Pese a lo cual, en este libro lucen con brillo particular los textos en los que Rico hace gala de su excepcional talento como crítico, ya se trate de autores "clásicos", ya de aquellos otros, rigurosamente contemporáneos, cuyo comentario alientan y sostienen pasiones de mayor calado que la cortesía (como es el caso, muy particularmente, de Juan Benet). Y tienen el sello de la gran crítica -da igual desde dónde se legitime- los momentos en que Rico se dedica a reflexionar, con impresionante perspicacia, sobre los rasgos característicos de este y aquel género, muy en especial la novela, cuyas paradojas se ha ocupado Rico en desentrañar espléndidamente, observando cuánto contribuyó a imponer en su momento "la suprema fantasía del realismo".
Rico abomina de lo que él llama "la pose científica"; niega que la historia sea una ciencia, y en consecuencia estima que "la actitud personal", al tiempo que relativiza lo que se diga, ayuda a valorarlo. Por ahí se le ve cabalgar atrevidamente por senderos a cuyo costado se abre el abismo que en sí mismo constituye el principio de opinabilidad, que tantas veces concede tribuna a la estupidez y a la ignorancia. Cuando en su camino se interpone una u otra, los enconos de Rico, olvidado de magnánimos relativismos, son estupendos. Y dan lugar a regocijantes y sonadas collejas, como las que propina, por ejemplo, al disparatado diseño de una revista supuestamente glamourosa (Matador), a la inconsecuente Ortografía de la Academia, o a ciertas imprudentes puntualizaciones hechas en su día por Andrés Trapiello en torno al Quijote.
Frente a la implacable autoridad que ostenta en estos pasos, desentona la indulgente condescendencia que Rico emplea en otros bretes (como esa caracterización de conjunto de la nueva literatura española que trazó para este periódico en 1991, donde urde con habilidad algunos tópicos detestables que por aquel entonces prosperaron). Pero aun en tales ocasiones, incluso puede que sobre todo en ellas, las más peregrinas, se deja ver siempre esa actitud aventurera con la que Francisco Rico, sin falsa humildad, reclama para sí el título de "aficionado".
"Yo me siento un aficionado", declara, "como juzgo que lo es mi maestro De Riquer, y no creo que nadie haya hecho nada de valor sin ser un aficionado, es decir, con pasión, por gusto o por capricho, por diversión, dejándose llevar por el tema o por el interés que uno le pone, libremente".

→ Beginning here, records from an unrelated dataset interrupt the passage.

//! Engine data types scripts can construct and edit.
//!
//! Each type registers itself with a [`LuaRuntime`] under its script name and
//! exposes its public fields through the native type bridge.
//!
//! Submodules overview:
//! - [`color`] – RGBA color with integer channels
//! - [`nametag`] – text label with visibility and draw layer
//! - [`vec2`] – 2D vector

pub mod color;
pub mod nametag;
pub mod vec2;

use log::info;

use crate::resources::lua_runtime::{BridgeResult, LuaRuntime};

/// Registers every engine type with `runtime`.
pub fn register_engine_types(runtime: &mut LuaRuntime) -> BridgeResult<()> {
    vec2::Vec2::register(runtime)?;
    color::Color::register(runtime)?;
    nametag::NameTag::register(runtime)?;
    info!(
        target: "storytime",
        "Registered {} engine types",
        runtime.usertypes().len()
    );
    Ok(())
}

Ahí está la clave que confiere su más íntima unidad a los textos aquí reunidos: en esa forma que Francisco Rico tiene de divertirse siempre con lo que hace, contagiando a la escritura su propio goce. Un goce que, sin perjuicio del rigor y del conocimiento, no es otro que el que deriva de la aventura siempre admirable de la inteligencia.